Postagens distorcem fala de Lula no Chile para alegar ameaça às eleições de 2026
PRESIDENTE AFIRMOU QUE 'RITO ELEITORAL' POR SI SÓ NÃO PROTEGE INSTITUIÇÕES DEMOCRÁTICAS CONTRA ATAQUES
O que estão compartilhando: postagens afirmam que o presidente Luiz Inácio Lula da Silva teria dito, em discurso no Chile, que "não irá sair do poder" e "não terá eleições em 2026?.
O Estadão Verifica checou e concluiu que: é enganoso. As postagens distorcem um discurso feito por Lula durante encontro com líderes ibero-americanos nesta semana. Durante a fala, ele afirmou que "vivemos em uma nova ofensiva antidemocrática" e que o "rito eleitoral não é mais suficiente" para combatê-la. Ele sugere medidas para defender a democracia, como promover a multilateralismo e regular plataformas digitais. Em nenhum momento, o líder brasileiro afirma que não ocorrerão as próximas eleições no Brasil.
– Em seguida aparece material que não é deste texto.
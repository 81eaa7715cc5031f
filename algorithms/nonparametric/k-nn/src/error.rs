//! Error type for the k-NN classifier.

use knn_helpers::DistanceError;

/// Errors that can occur when fitting or querying a [`KnnClassifier`](crate::KnnClassifier).
#[derive(Debug, Clone, PartialEq, thiserror::Error)]
pub enum KnnError {
    /// The feature matrix and the label vector have different lengths.
    #[error("features have {features} rows but labels have {labels} entries")]
    LengthMismatch {
        /// Rows in the feature matrix.
        features: usize,
        /// Entries in the label vector.
        labels: usize,
    },

    /// k must be a positive integer.
    #[error("k must be a positive integer, got {k}")]
    InvalidK {
        /// The rejected k.
        k: usize,
    },

    /// p must be a positive integer.
    #[error("p must be a positive integer, got {p}")]
    InvalidP {
        /// The rejected p.
        p: usize,
    },

    /// Cannot fit a model on zero training rows.
    #[error("cannot fit on an empty training set")]
    EmptyTrainingSet,

    /// A query has a different number of features than the training set.
    #[error("query has {found} features but the model was fitted on {expected}")]
    DimensionMismatch {
        /// Training feature count.
        expected: usize,
        /// Query feature count.
        found: usize,
    },

    /// `predict` or `predict_proba` called before `fit`.
    #[error("model must be fitted before calling {operation}")]
    NotFitted {
        /// Name of the operation that was attempted.
        operation: &'static str,
    },

    #[error(transparent)]
    Distance(#[from] DistanceError),
}

impl KnnError {
    /// Whether this error stems from a bad argument rather than from the
    /// model's lifecycle.
    pub fn is_invalid_argument(&self) -> bool {
        !matches!(self, KnnError::NotFitted { .. })
    }
}
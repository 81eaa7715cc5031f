use std::fmt::{Debug, Display, Formatter};

use ndarray::{Array2, ArrayView1, ArrayView2};
use tracing::{debug, trace, warn};

use knn_helpers::{Distance, Float, Minkowski};

use crate::config::KnnConfig;
use crate::error::KnnError;
use crate::labels::LabelEncoder;
use crate::select::{k_nearest, majority, tally};

/// Training data and hyperparameters captured by [`KnnClassifier::fit`].
#[derive(Debug, Clone)]
struct Fitted<L, F> {
    config: KnnConfig,
    metric: Minkowski,
    features: Array2<F>,
    labels: Vec<L>,
    codes: Vec<usize>,
    encoder: LabelEncoder<L>,
}

impl<L, F> Fitted<L, F>
where
    L: Clone + Ord + Debug,
    F: Float,
{
    fn check_width(&self, found: usize) -> Result<(), KnnError> {
        let expected = self.features.ncols();
        if found != expected {
            return Err(KnnError::DimensionMismatch { expected, found });
        }
        Ok(())
    }

    /// Distance from `query` to every training row, in training order.
    fn distances(&self, query: ArrayView1<F>) -> Vec<F> {
        self.features
            .rows()
            .into_iter()
            .map(|row| self.metric.distance(query, row))
            .collect()
    }

    fn neighbors(&self, query: ArrayView1<F>) -> Vec<usize> {
        k_nearest(&self.distances(query), self.config.k())
    }

    /// Vote counts per class code and the number of voters.
    fn votes(&self, query: ArrayView1<F>) -> (Vec<usize>, usize) {
        let neighbors = self.neighbors(query);
        trace!(?neighbors, "selected neighbors");
        (
            tally(&neighbors, &self.codes, self.encoder.len()),
            neighbors.len(),
        )
    }
}

/// A brute-force k-Nearest Neighbors classifier.
///
/// The model starts unfitted. [`fit`](Self::fit) stores the training set
/// and hyperparameters, after which [`predict`](Self::predict) and
/// [`predict_proba`](Self::predict_proba) only read that state, so a fitted
/// model can be shared across threads and queried concurrently.
///
/// # Type Parameters
///
/// * `L`: The label type. Any totally ordered type works (integers,
///   `String`, `&str`, a custom `enum`). Labels are mapped to contiguous
///   codes in ascending order at fit time, and that order decides both the
///   column order of probabilities and majority-vote ties.
/// * `F`: The float type for the features (`f32` or `f64`).
///
/// # Example
///
/// ```
/// use k_nn::KnnClassifier;
/// use ndarray::array;
///
/// let mut model = KnnClassifier::new();
/// model
///     .fit(array![[0.0], [1.0], [2.0], [10.0]], vec![0, 0, 0, 1], 3, 2)
///     .unwrap();
/// assert_eq!(model.predict(array![[0.5]].view()).unwrap(), vec![0]);
/// ```
#[derive(Debug, Clone)]
pub struct KnnClassifier<L, F>
where
    L: Clone + Ord + Debug,
    F: Float,
{
    state: Option<Fitted<L, F>>,
}

impl<L, F> KnnClassifier<L, F>
where
    L: Clone + Ord + Debug,
    F: Float,
{
    /// Creates an unfitted classifier.
    pub fn new() -> Self {
        Self { state: None }
    }

    /// Fits the model on `features` (one row per sample) and `labels`.
    ///
    /// The model takes ownership of the training data. Calling `fit` again
    /// replaces the previous state entirely. Nothing is stored when
    /// validation fails.
    ///
    /// # Errors
    ///
    /// * [`KnnError::LengthMismatch`] if the row count differs from the label count.
    /// * [`KnnError::InvalidK`] / [`KnnError::InvalidP`] if `k` or `p` is zero.
    /// * [`KnnError::EmptyTrainingSet`] if there are no rows.
    pub fn fit(
        &mut self,
        features: Array2<F>,
        labels: Vec<L>,
        k: usize,
        p: usize,
    ) -> Result<(), KnnError> {
        let config = KnnConfig::new().with_k(k).with_p(p);
        self.fit_with_config(features, labels, &config)
    }

    /// Same as [`fit`](Self::fit), with the hyperparameters taken from `config`.
    #[tracing::instrument(skip_all, fields(k = config.k(), p = config.p()))]
    pub fn fit_with_config(
        &mut self,
        features: Array2<F>,
        labels: Vec<L>,
        config: &KnnConfig,
    ) -> Result<(), KnnError> {
        if features.nrows() != labels.len() {
            return Err(KnnError::LengthMismatch {
                features: features.nrows(),
                labels: labels.len(),
            });
        }
        config.validate()?;
        if labels.is_empty() {
            return Err(KnnError::EmptyTrainingSet);
        }
        let metric = Minkowski::new(config.p())?;

        let (encoder, codes) = LabelEncoder::fit_transform(&labels);

        if config.k() > labels.len() {
            warn!(
                k = config.k(),
                n_samples = labels.len(),
                "k exceeds the training set size; every sample will vote"
            );
        }
        debug!(
            n_samples = features.nrows(),
            n_features = features.ncols(),
            n_classes = encoder.len(),
            "fitted kNN model"
        );

        self.state = Some(Fitted {
            config: *config,
            metric,
            features,
            labels,
            codes,
            encoder,
        });
        Ok(())
    }

    fn fitted(&self, operation: &'static str) -> Result<&Fitted<L, F>, KnnError> {
        self.state.as_ref().ok_or(KnnError::NotFitted { operation })
    }

    /// Predicts one label per row of `queries`, in row order.
    ///
    /// Each row gets the most common label among its `k` nearest training
    /// rows. When several labels share the highest count the smallest one
    /// wins.
    ///
    /// # Errors
    ///
    /// [`KnnError::NotFitted`] before `fit`, [`KnnError::DimensionMismatch`]
    /// if the query width differs from the training width.
    #[tracing::instrument(skip_all, fields(n_queries = queries.nrows()))]
    pub fn predict(&self, queries: ArrayView2<F>) -> Result<Vec<L>, KnnError> {
        let fitted = self.fitted("predict")?;
        fitted.check_width(queries.ncols())?;

        Ok(queries
            .rows()
            .into_iter()
            .map(|query| {
                let (counts, _) = fitted.votes(query);
                fitted.encoder.classes()[majority(&counts)].clone()
            })
            .collect())
    }

    /// Class membership probabilities, one row per query.
    ///
    /// Column `c` is the share of the selected neighbors whose label is
    /// `classes()[c]`. Classes absent from the neighborhood get zero. The
    /// denominator is the number of neighbors actually selected, which is
    /// `k` unless the training set is smaller.
    ///
    /// # Errors
    ///
    /// Same as [`predict`](Self::predict).
    #[tracing::instrument(skip_all, fields(n_queries = queries.nrows()))]
    pub fn predict_proba(&self, queries: ArrayView2<F>) -> Result<Array2<F>, KnnError> {
        let fitted = self.fitted("predict_proba")?;
        fitted.check_width(queries.ncols())?;

        let mut probs = Array2::zeros((queries.nrows(), fitted.encoder.len()));
        for (query, mut row) in queries.rows().into_iter().zip(probs.rows_mut()) {
            let (counts, n_neighbors) = fitted.votes(query);
            let denom = F::from_count(n_neighbors);
            for (p, &count) in row.iter_mut().zip(&counts) {
                *p = F::from_count(count) / denom;
            }
        }
        Ok(probs)
    }

    /// Training row indices of the neighbors of a single query, nearest
    /// first, ties resolved towards the lower index.
    pub fn kneighbors(&self, query: ArrayView1<F>) -> Result<Vec<usize>, KnnError> {
        let fitted = self.fitted("kneighbors")?;
        fitted.check_width(query.len())?;
        Ok(fitted.neighbors(query))
    }

    /// Classes seen at fit time, ascending. This is the column order of
    /// [`predict_proba`](Self::predict_proba).
    pub fn classes(&self) -> Result<&[L], KnnError> {
        Ok(self.fitted("classes")?.encoder.classes())
    }

    /// The labels passed to `fit`, in their original order.
    pub fn training_labels(&self) -> Result<&[L], KnnError> {
        Ok(&self.fitted("training_labels")?.labels)
    }

    pub fn is_fitted(&self) -> bool {
        self.state.is_some()
    }

    pub fn k(&self) -> Option<usize> {
        self.state.as_ref().map(|s| s.config.k())
    }

    pub fn p(&self) -> Option<usize> {
        self.state.as_ref().map(|s| s.config.p())
    }

    pub fn n_features(&self) -> Option<usize> {
        self.state.as_ref().map(|s| s.features.ncols())
    }
}

impl<L, F> Default for KnnClassifier<L, F>
where
    L: Clone + Ord + Debug,
    F: Float,
{
    fn default() -> Self {
        Self::new()
    }
}

impl<L, F> Display for KnnClassifier<L, F>
where
    L: Clone + Ord + Debug,
    F: Float,
{
    fn fmt(&self, f: &mut Formatter<'_>) -> std::fmt::Result {
        match &self.state {
            Some(s) => write!(f, "kNN model (k={}, p={})", s.config.k(), s.config.p()),
            None => write!(f, "kNN model (unfitted)"),
        }
    }
}
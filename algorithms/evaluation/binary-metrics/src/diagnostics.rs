//! Data behind a two-feature decision plot: per-sample outcomes and a
//! probability surface sampled on a regular grid.
//!
//! The grid does not know about any model. Feed [`MeshGrid::points`] to a
//! classifier's `predict_proba` and hand the result back to
//! [`MeshGrid::probability_surface`].

use ndarray::{Array1, Array2, ArrayView2};

use crate::bins::linspace;
use crate::error::{MetricsError, check_parallel};

/// Where a single prediction lands in the confusion matrix.
#[derive(Debug, Clone, Copy, PartialEq, Eq, Hash)]
#[cfg_attr(
    feature = "serde",
    derive(serde_crate::Serialize, serde_crate::Deserialize),
    serde(crate = "serde_crate")
)]
pub enum Outcome {
    TruePositive,
    FalsePositive,
    FalseNegative,
    TrueNegative,
}

impl Outcome {
    pub fn new(actual_positive: bool, predicted_positive: bool) -> Self {
        match (actual_positive, predicted_positive) {
            (true, true) => Outcome::TruePositive,
            (false, true) => Outcome::FalsePositive,
            (true, false) => Outcome::FalseNegative,
            (false, false) => Outcome::TrueNegative,
        }
    }
}

/// Outcome of every sample, in input order.
pub fn classification_outcomes<L: PartialEq>(
    y_true: &[L],
    y_pred: &[L],
    positive_label: &L,
) -> Result<Vec<Outcome>, MetricsError> {
    check_parallel(y_true.len(), y_pred.len())?;
    Ok(y_true
        .iter()
        .zip(y_pred)
        .map(|(t, p)| Outcome::new(t == positive_label, p == positive_label))
        .collect())
}

/// Probability levels at which contour lines are drawn: 0.0, 0.1, …, 1.0.
pub fn contour_levels() -> Vec<f64> {
    linspace(0.0, 1.0, 11).to_vec()
}

/// Regular `n × n` lattice covering a 2D feature set with a margin of 1 on
/// every side.
#[derive(Debug, Clone, PartialEq)]
#[cfg_attr(
    feature = "serde",
    derive(serde_crate::Serialize, serde_crate::Deserialize),
    serde(crate = "serde_crate")
)]
pub struct MeshGrid {
    xs: Array1<f64>,
    ys: Array1<f64>,
}

impl MeshGrid {
    /// Builds a grid spanning `[min - 1, max + 1]` on each of the two
    /// feature columns, with `grid_points_n` points per axis.
    ///
    /// # Errors
    ///
    /// [`MetricsError::NotTwoDimensional`], [`MetricsError::EmptyFeatures`]
    /// or [`MetricsError::InvalidGridSize`] if `grid_points_n < 2`.
    pub fn around(features: ArrayView2<f64>, grid_points_n: usize) -> Result<Self, MetricsError> {
        if features.ncols() != 2 {
            return Err(MetricsError::NotTwoDimensional {
                ncols: features.ncols(),
            });
        }
        if features.nrows() == 0 {
            return Err(MetricsError::EmptyFeatures);
        }
        if grid_points_n < 2 {
            return Err(MetricsError::InvalidGridSize { n: grid_points_n });
        }

        let axis = |col: usize| {
            let column = features.column(col);
            let lo = column.iter().copied().fold(f64::INFINITY, f64::min);
            let hi = column.iter().copied().fold(f64::NEG_INFINITY, f64::max);
            linspace(lo - 1.0, hi + 1.0, grid_points_n)
        };
        Ok(Self {
            xs: axis(0),
            ys: axis(1),
        })
    }

    pub fn xs(&self) -> &Array1<f64> {
        &self.xs
    }

    pub fn ys(&self) -> &Array1<f64> {
        &self.ys
    }

    /// Points per axis.
    pub fn resolution(&self) -> usize {
        self.xs.len()
    }

    /// All grid points as an `n² × 2` matrix. Row `j * n + i` is
    /// `(xs[i], ys[j])`, so x varies fastest.
    pub fn points(&self) -> Array2<f64> {
        let n = self.resolution();
        Array2::from_shape_fn((n * n, 2), |(row, col)| match col {
            0 => self.xs[row % n],
            _ => self.ys[row / n],
        })
    }

    /// Reshapes column `column` of a probability matrix computed on
    /// [`points`](Self::points) into an `n × n` surface indexed `[y, x]`.
    ///
    /// # Errors
    ///
    /// [`MetricsError::ProbabilityShape`] if `probs` does not have one row
    /// per grid point or has no such column.
    pub fn probability_surface(
        &self,
        probs: ArrayView2<f64>,
        column: usize,
    ) -> Result<Array2<f64>, MetricsError> {
        let n = self.resolution();
        if probs.nrows() != n * n || column >= probs.ncols() {
            return Err(MetricsError::ProbabilityShape {
                rows: probs.nrows(),
                cols: probs.ncols(),
                expected_rows: n * n,
                column,
            });
        }
        Ok(Array2::from_shape_fn((n, n), |(j, i)| probs[[j * n + i, column]]))
    }
}
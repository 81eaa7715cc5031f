//! End-to-end behaviour of fit / predict / predict_proba.

use approx::assert_abs_diff_eq;
use k_nn::{KnnClassifier, KnnError};
use ndarray::{Array2, array};

#[derive(Debug, Clone, Copy, PartialEq, Eq, PartialOrd, Ord)]
enum Species {
    Setosa,
    Versicolor,
    Virginica,
}

fn line() -> (Array2<f64>, Vec<u32>) {
    (array![[0.0], [1.0], [2.0], [10.0]], vec![0, 0, 0, 1])
}

#[test]
fn three_nearest_vote_for_the_cluster() {
    let (x, y) = line();
    let mut model = KnnClassifier::new();
    model.fit(x, y, 3, 2).unwrap();
    assert_eq!(model.predict(array![[0.5]].view()).unwrap(), vec![0]);
}

#[test]
fn training_rows_predict_their_own_label_with_k1() {
    let x = array![[0.0, 0.0], [1.0, 0.0], [0.0, 1.0], [5.0, 5.0], [6.0, 5.0]];
    let y = vec![2, 0, 1, 1, 2];
    let mut model = KnnClassifier::new();
    model.fit(x.clone(), y.clone(), 1, 3).unwrap();
    assert_eq!(model.predict(x.view()).unwrap(), y);
}

#[test]
fn enum_labels_keep_declaration_order_for_columns() {
    let x = array![[0.0], [0.2], [5.0], [5.2], [9.0]];
    let y = vec![
        Species::Virginica,
        Species::Virginica,
        Species::Setosa,
        Species::Versicolor,
        Species::Setosa,
    ];
    let mut model = KnnClassifier::new();
    model.fit(x, y, 2, 2).unwrap();

    assert_eq!(
        model.classes().unwrap(),
        &[Species::Setosa, Species::Versicolor, Species::Virginica]
    );
    // Neighbors of 5.1 are Setosa (5.0) and Versicolor (5.2): a tie.
    assert_eq!(model.predict(array![[5.1]].view()).unwrap(), vec![Species::Setosa]);

    let probs = model.predict_proba(array![[5.1], [0.1]].view()).unwrap();
    assert_abs_diff_eq!(probs.row(0).to_owned(), array![0.5, 0.5, 0.0]);
    assert_abs_diff_eq!(probs.row(1).to_owned(), array![0.0, 0.0, 1.0]);
}

#[test]
fn classes_missing_from_the_neighborhood_get_zero() {
    let x = array![[0.0], [1.0], [100.0]];
    let y = vec![0, 1, 2];
    let mut model = KnnClassifier::new();
    model.fit(x, y, 2, 1).unwrap();
    let probs = model.predict_proba(array![[0.4]].view()).unwrap();
    assert_eq!(probs.ncols(), 3);
    assert_abs_diff_eq!(probs[[0, 2]], 0.0);
}

#[test]
fn unfitted_model_reports_not_fitted() {
    let model: KnnClassifier<u32, f64> = KnnClassifier::default();
    let err = model.predict(array![[0.0]].view()).unwrap_err();
    assert!(matches!(err, KnnError::NotFitted { .. }));
    assert!(!err.is_invalid_argument());
}

#[test]
fn fit_argument_errors_are_invalid_arguments() {
    let mut model: KnnClassifier<u32, f64> = KnnClassifier::new();
    for err in [
        model.fit(array![[0.0], [1.0]], vec![0], 1, 2).unwrap_err(),
        model.fit(array![[0.0]], vec![0], 0, 2).unwrap_err(),
        model.fit(array![[0.0]], vec![0], 1, 0).unwrap_err(),
    ] {
        assert!(err.is_invalid_argument(), "{err}");
    }
}

#[test]
fn concurrent_predictions_agree() {
    let (x, y) = line();
    let mut model = KnnClassifier::new();
    model.fit(x, y, 3, 2).unwrap();
    let queries = array![[0.5], [9.5], [4.0], [6.5]];
    let expected = model.predict(queries.view()).unwrap();

    std::thread::scope(|s| {
        let handles: Vec<_> = (0..4)
            .map(|_| s.spawn(|| model.predict(queries.view()).unwrap()))
            .collect();
        for handle in handles {
            assert_eq!(handle.join().unwrap(), expected);
        }
    });
}
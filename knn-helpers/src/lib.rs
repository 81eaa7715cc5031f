//! Shared numeric building blocks for the k-NN workspace: the [`Float`]
//! bound used by every algorithm crate and the Minkowski distance family.

use ndarray::NdFloat;

use std::iter::Sum;

mod distance;

pub use distance::{Distance, DistanceError, Minkowski, minkowski_distance};

/// Element type accepted by the distance and classifier code.
pub trait Float: NdFloat + Default + Sum + std::marker::Unpin {
    /// Converts an element count into the float type. Counts beyond the
    /// mantissa lose precision, they never fail.
    fn from_count(n: usize) -> Self;
}

impl Float for f32 {
    fn from_count(n: usize) -> Self {
        n as f32
    }
}

impl Float for f64 {
    fn from_count(n: usize) -> Self {
        n as f64
    }
}

#[cfg(test)]
mod tests {
    use super::*;

    #[test]
    fn from_count_is_exact_for_small_counts() {
        assert_eq!(<f64 as Float>::from_count(7), 7.0);
        assert_eq!(<f32 as Float>::from_count(0), 0.0);
    }

    #[test]
    fn minkowski_accepts_both_widths() {
        let a = ndarray::array![0.0_f32, 0.0];
        let b = ndarray::array![3.0_f32, 4.0];
        assert_eq!(minkowski_distance(a.view(), b.view(), 1), Ok(7.0));
        let a = ndarray::array![0.0_f64, 0.0];
        let b = ndarray::array![3.0_f64, 4.0];
        assert_eq!(minkowski_distance(a.view(), b.view(), 2), Ok(5.0));
    }
}
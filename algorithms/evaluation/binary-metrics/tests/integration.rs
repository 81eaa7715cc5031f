//! Cross-module checks on realistic inputs.

use approx::assert_abs_diff_eq;
use binary_metrics::{
    DEFAULT_N_BINS, calibration_curve, evaluate_classification_metrics, probability_histograms,
    roc_curve,
};
use proptest::prelude::*;

fn labelled_probs() -> impl Strategy<Value = (Vec<bool>, Vec<f64>)> {
    (0_usize..40).prop_flat_map(|n| {
        (
            prop::collection::vec(any::<bool>(), n),
            prop::collection::vec(0.0..=1.0_f64, n),
        )
    })
}

proptest! {
    #[test]
    fn ratios_stay_in_unit_interval(
        pairs in prop::collection::vec((0_u8..3, 0_u8..3), 0..50),
        positive in 0_u8..3,
    ) {
        let (y_true, y_pred): (Vec<u8>, Vec<u8>) = pairs.into_iter().unzip();
        let m = evaluate_classification_metrics(&y_true, &y_pred, &positive).unwrap();
        for v in [m.accuracy, m.precision, m.recall, m.specificity, m.f1_score] {
            prop_assert!((0.0..=1.0).contains(&v));
        }
        prop_assert_eq!(m.confusion_matrix.total(), y_true.len());
    }

    #[test]
    fn roc_starts_at_the_top_right_when_both_classes_exist((truth, probs) in labelled_probs()) {
        let roc = roc_curve(&truth, &probs, &true).unwrap();
        let has_pos = truth.iter().any(|&t| t);
        let has_neg = truth.iter().any(|&t| !t);
        prop_assert_eq!(roc.tpr[0], if has_pos { 1.0 } else { 0.0 });
        prop_assert_eq!(roc.fpr[0], if has_neg { 1.0 } else { 0.0 });
        for w in roc.tpr.windows(2) {
            prop_assert!(w[0] >= w[1]);
        }
    }

    #[test]
    fn calibration_accounts_for_every_sample_below_one((truth, probs) in labelled_probs()) {
        let curve = calibration_curve(&truth, &probs, &true, DEFAULT_N_BINS).unwrap();
        let below_one = probs.iter().filter(|&&p| p < 1.0).count();
        prop_assert_eq!(curve.bin_counts.iter().sum::<usize>(), below_one);
        for (&n, &p) in curve.bin_counts.iter().zip(&curve.true_proportions) {
            prop_assert_eq!(n == 0, p.is_nan());
        }
    }

    #[test]
    fn histograms_partition_the_input((truth, probs) in labelled_probs()) {
        let h = probability_histograms(&truth, &probs, &true, DEFAULT_N_BINS).unwrap();
        prop_assert_eq!(h.positive.len() + h.negative.len(), probs.len());
        prop_assert_eq!(h.positive_counts.counts.iter().sum::<usize>(), h.positive.len());
    }
}

#[test]
fn string_labels_end_to_end() {
    let y_true = ["spam", "ham", "spam", "ham", "ham"];
    let y_pred = ["spam", "spam", "ham", "ham", "ham"];
    let m = evaluate_classification_metrics(&y_true, &y_pred, &"spam").unwrap();
    assert_eq!(m.confusion_matrix.as_array(), [2, 1, 1, 1]);
    assert_abs_diff_eq!(m.precision, 0.5);
    assert_abs_diff_eq!(m.recall, 0.5);
    assert_abs_diff_eq!(m.f1_score, 0.5);
    assert_abs_diff_eq!(m.specificity, 2.0 / 3.0, epsilon = 1e-12);
}

#[test]
fn perfectly_separated_scores() {
    let y_true = [0, 0, 0, 1, 1, 1];
    let y_probs = [0.0, 0.2, 0.4, 0.6, 0.8, 0.95];
    let roc = roc_curve(&y_true, &y_probs, &1).unwrap();
    // Threshold 0.5 separates the classes exactly.
    assert_eq!((roc.tpr[5], roc.fpr[5]), (1.0, 0.0));
    assert_eq!((roc.tpr[10], roc.fpr[10]), (0.0, 0.0));

    let curve = calibration_curve(&y_true, &y_probs, &1, 5).unwrap();
    assert_eq!(curve.true_proportions[0], 0.0);
    assert_eq!(curve.true_proportions[4], 1.0);
}
//! Brute-force k-Nearest Neighbors classification.
//!
//! A query is labelled by majority vote among the `k` training rows closest
//! to it under a Minkowski distance of order `p`. Probabilities are the
//! share of each class among those neighbors.
//!
//! ```text
//! predict() / predict_proba()
//!   ├─ distances to every training row   (knn_helpers::Minkowski)
//!   ├─ stable ascending rank, keep k     (select.rs)
//!   ├─ count class codes                 (select.rs, labels.rs)
//!   └─ majority code / count ÷ voters
//! ```
//!
//! Tie rules are deterministic: equal distances favour the lower training
//! index, equal vote counts favour the smaller label.

pub mod config;
pub mod error;
pub mod labels;
pub mod model;

pub(crate) mod select;

pub use config::{DEFAULT_K, DEFAULT_P, KnnConfig};
pub use error::KnnError;
pub use labels::LabelEncoder;
pub use model::KnnClassifier;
Saiba mais: Na última segunda-feira, 21, o presidente Lula viajou ao Chile para um encontro com líderes do Chile, Colômbia, Espanha e Uruguai para discutir democracia e extremismo, sobretudo no ambiente digital, como preparação para a próxima Assembleia Geral da Organização das Nações Unidas (ONU).
Nas redes sociais, usuários distorceram o discurso de Lula afirmando que o presidente ameaçou acabar com as eleições no Brasil. Porém, o presidente falou sobre a necessidade de fortalecer as instituições democráticas, citando que o "rito eleitoral de 4 ou 5 anos" não é mais suficiente para protegê-las de ataques. Veja o discurso completo abaixo.
"Vivenciamos uma nova ofensiva antidemocrática. Para reagir a esse movimento, Espanha e Brasil promoveram um encontro à margem da Assembleia Geral das Nações Unidas, em setembro do ano passado. De lá para cá, a situação no mundo se agravou", disse.
Lula seguiu a fala afirmando a necessidade de "ações concretas e urgentes" e citando que a reunião organizada pelo presidente Gabriel Boric, do Chile, "é um passo nessa direção". "A democracia liberal não foi capaz de responder aos anseios e necessidades contemporâneas", complementou.
"Cumprir o ritual eleitoral a cada 4 ou 5 anos não é mais suficiente. O sistema político e os partidos caíram em descrédito", pontuou. "Por essa razão, conversamos sobre o fortalecimento das instituições democráticas e do multilateralismo em face dos sucessivos ataques que vêm sofrendo".
O presidente brasileiro continuou o discurso defendendo a regulamentação das plataformas digitais e o combate à desinformação. Ele ainda comentou que "liberdade de expressão não se confunde com autorização para incitar a violência, difundir o ódio, cometer crimes e atacar o Estado Democrático de Direito".
O petista comentou ainda sobre a "urgência de lutar contra todas as formas de desigualdade". Ele defendeu a taxação de super-ricos e o combate a desigualdades sociais, de raça e de gênero. "Sem um novo modelo de desenvolvimento, a democracia seguirá ameaçada por aqueles que colocam seus interesses econômicos acima dos da sociedade e da pátria", discursou.
Ou seja: fica claro pelo contexto completo do discurso de Lula que o presidente acredita que, para proteger a democracia, é preciso adotar medidas para regulamentar plataformas digitais, fortalecer instituições, promover o multilateralismo e combater desigualdade. É nesse sentido que Lula diz que o ritual das eleições "não é mais suficiente". Ele não fala em acabar com as eleições.
A viagem de Lula coincidiu com o momento em que o governo vive um embate direto com o presidente Donald Trump. Como noticiou o Estadão, as decisões do líder dos Estados Unidos foram vistas pelo governo Lula como uma interferência à soberania do Brasil.
Como lidar com posts do tipo: As publicações exibem apenas segundos da fala do presidente sobre as eleições, retirando o discurso completo de contexto. Para verificar as alegações dos conteúdos, é possível consultar a fala feita no evento publicada na íntegra nos canais do governo (aqui e aqui) e a repercussão na imprensa profissional.